Algae the Perfect Biofuels Feedstock
Algae are the most common and fastest growing plants in this world. In addition, earth’s biomass is for the most part made up of algae. Biofuel can be produced from algae especially grown for this purpose, there is no food vs fuel competition and CO2 emissions can be reduced significantly.
The potential of micro-algae for Biofuels has been demonstrated by the National Renewable Energy Laboratory (NREL) Aquatic Species Program. During the oil crisis of the 1970s, Congress funded the NREL within the Department of Energy to investigate alternative fuels and energy sources. Between 1978 and 1996, the Aquatic Species Program (ASP) focused on the production of biodiesel from high lipid-content algae growing in outdoor ponds and using CO2 from coal-fired power plants to increase the rate of algae growth and reduce carbon emissions.

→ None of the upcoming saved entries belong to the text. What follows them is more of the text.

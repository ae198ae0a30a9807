//! Repository layer abstractions and persistence implementations.
//!
//! # Responsibility
//! - Define the storage contract rectangles are saved through.
//! - Isolate SQLite query details from service orchestration.
//!
//! # Invariants
//! - Repository writes must enforce `Rectangle::validate()` before persistence.
//! - Repository APIs return semantic errors (`NotFound`, `InvalidData`) in
//!   addition to DB transport errors.

pub mod rectangle_repo;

This research demonstrated that algae biofeuls could supply enough fuel to meet all of America’s transportation needs in the form of biodiesel using an only 0.2% of the nation’s land (Department of Energy Aquatic Species Program, DOE 1996).
Currently, our team of scientists is working to develop alternative fuels from a wide variety of plant materials. Algae for Green/Bio-fuels and Algae Biofuels are our top priority. We believe that algae biofuels together with other renewable energy systems can supply all our day-by-day energy needs.
Ethanol derived from sugarcane and corn is already widely used. The Brazilian renewable energy model is a global standard. Today, the United States is the largest ethanol producer in the world.
However, unlike sugarcane and corn, algae are not a food crop and do not compete for arable soil. Growing algae do not raise the “Food vs Fuel” debate. Algae are tolerant to many adverse conditions like deserts and saline and/or brackish water. Algae can be raised using re-circulated water, waste water from sewage treatment plant, blackwash water, runoff water, and so on.
Algae can be grown a varieties of conditions and environments. Open ponds, shallow raceways, horizontal photo-bioreactors, vertical photo-bioreactors, plastic bag containers, open and closer circulations systems are some of the containers and devices used to grown algae.
Do you know that it takes 2,000 gallons of fresh water to produce one gallon of ethanol from corn; to make biofuels from soybeans one uses 50 gallons of fresh water per acre per year; 650 gallons from palm and 160 gallons from canola. However algae may produce 2,000 gallons per acre per year using municipal or any sources treated wastewater.
In addition, studies have demonstrated that algae consumes about 2-2.5 kg of CO2 for every 1kg of biofuel produced. It means that if 25-30 per cent of fossil fuels in the US were replaced with algae based biofuel, it would save an approximated four-and-half to five-billion tonnes in net CO2 emissions which is estimated the equivalent of eliminating the emissions from the whole US passenger vehicle fleet for four years.
Nevertheless, the key points to successfully growing, harvesting, extracting, processing and delivering algae biofuels are having interdisciplinary team do scientists, technicians, business and total quality driven specialists that know every aspect of the algae for biofuels industry.